[SOURCE INFORMATION]
+===+

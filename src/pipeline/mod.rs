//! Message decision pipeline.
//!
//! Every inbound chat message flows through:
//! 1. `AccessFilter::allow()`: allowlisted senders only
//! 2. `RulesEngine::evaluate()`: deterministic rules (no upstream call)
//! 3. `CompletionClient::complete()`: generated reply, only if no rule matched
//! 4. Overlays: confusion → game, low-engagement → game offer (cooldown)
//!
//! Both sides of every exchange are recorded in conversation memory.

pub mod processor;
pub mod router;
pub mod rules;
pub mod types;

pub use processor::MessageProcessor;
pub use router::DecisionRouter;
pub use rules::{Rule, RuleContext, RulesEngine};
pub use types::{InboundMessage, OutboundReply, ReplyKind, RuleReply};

+===+

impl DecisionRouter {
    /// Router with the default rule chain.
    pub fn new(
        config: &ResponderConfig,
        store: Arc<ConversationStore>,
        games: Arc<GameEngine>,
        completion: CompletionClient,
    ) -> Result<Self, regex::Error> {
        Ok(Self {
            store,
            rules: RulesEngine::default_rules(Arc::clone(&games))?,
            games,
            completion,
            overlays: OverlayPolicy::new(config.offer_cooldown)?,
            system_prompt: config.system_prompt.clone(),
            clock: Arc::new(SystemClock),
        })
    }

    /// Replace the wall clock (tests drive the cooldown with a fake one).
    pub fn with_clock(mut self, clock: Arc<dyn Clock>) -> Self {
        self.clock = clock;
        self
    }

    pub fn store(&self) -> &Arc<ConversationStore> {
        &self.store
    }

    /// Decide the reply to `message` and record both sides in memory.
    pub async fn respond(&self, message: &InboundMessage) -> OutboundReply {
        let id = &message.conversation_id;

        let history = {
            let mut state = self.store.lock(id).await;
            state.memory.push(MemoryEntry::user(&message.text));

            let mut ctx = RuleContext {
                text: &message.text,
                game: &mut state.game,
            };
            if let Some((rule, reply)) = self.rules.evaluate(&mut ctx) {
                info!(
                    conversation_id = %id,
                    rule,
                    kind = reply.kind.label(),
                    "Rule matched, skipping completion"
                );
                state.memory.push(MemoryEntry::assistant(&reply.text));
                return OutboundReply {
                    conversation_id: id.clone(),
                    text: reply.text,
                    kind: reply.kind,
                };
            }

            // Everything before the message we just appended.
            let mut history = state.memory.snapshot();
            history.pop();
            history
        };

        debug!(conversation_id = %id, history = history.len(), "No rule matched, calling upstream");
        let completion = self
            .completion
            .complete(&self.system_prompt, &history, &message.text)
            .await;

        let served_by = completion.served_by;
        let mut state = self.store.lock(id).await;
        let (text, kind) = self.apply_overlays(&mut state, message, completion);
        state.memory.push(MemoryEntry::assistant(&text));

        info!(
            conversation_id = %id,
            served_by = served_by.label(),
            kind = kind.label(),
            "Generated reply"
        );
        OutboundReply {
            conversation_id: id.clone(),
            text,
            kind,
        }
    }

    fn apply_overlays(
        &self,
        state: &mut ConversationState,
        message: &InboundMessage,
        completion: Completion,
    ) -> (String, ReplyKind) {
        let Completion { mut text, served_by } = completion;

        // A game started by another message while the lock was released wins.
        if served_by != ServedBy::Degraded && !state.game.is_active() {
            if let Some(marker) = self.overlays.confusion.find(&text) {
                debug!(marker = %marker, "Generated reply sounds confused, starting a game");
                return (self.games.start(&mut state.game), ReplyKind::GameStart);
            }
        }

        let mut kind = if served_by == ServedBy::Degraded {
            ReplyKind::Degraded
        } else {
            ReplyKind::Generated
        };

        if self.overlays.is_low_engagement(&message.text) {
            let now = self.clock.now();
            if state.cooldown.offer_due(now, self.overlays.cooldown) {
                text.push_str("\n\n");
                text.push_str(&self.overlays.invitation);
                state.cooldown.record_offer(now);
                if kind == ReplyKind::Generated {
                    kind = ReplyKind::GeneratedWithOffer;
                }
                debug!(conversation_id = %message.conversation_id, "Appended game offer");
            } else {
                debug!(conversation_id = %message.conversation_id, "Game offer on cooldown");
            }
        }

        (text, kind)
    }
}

+===+

[WORK REQUIRED] Pull out all lines from the entries above that include the word "await".

[ANSWER TO THE PROBLEM]
            let mut state = self.store.lock(id).await;
            .await;
        let mut state = self.store.lock(id).await;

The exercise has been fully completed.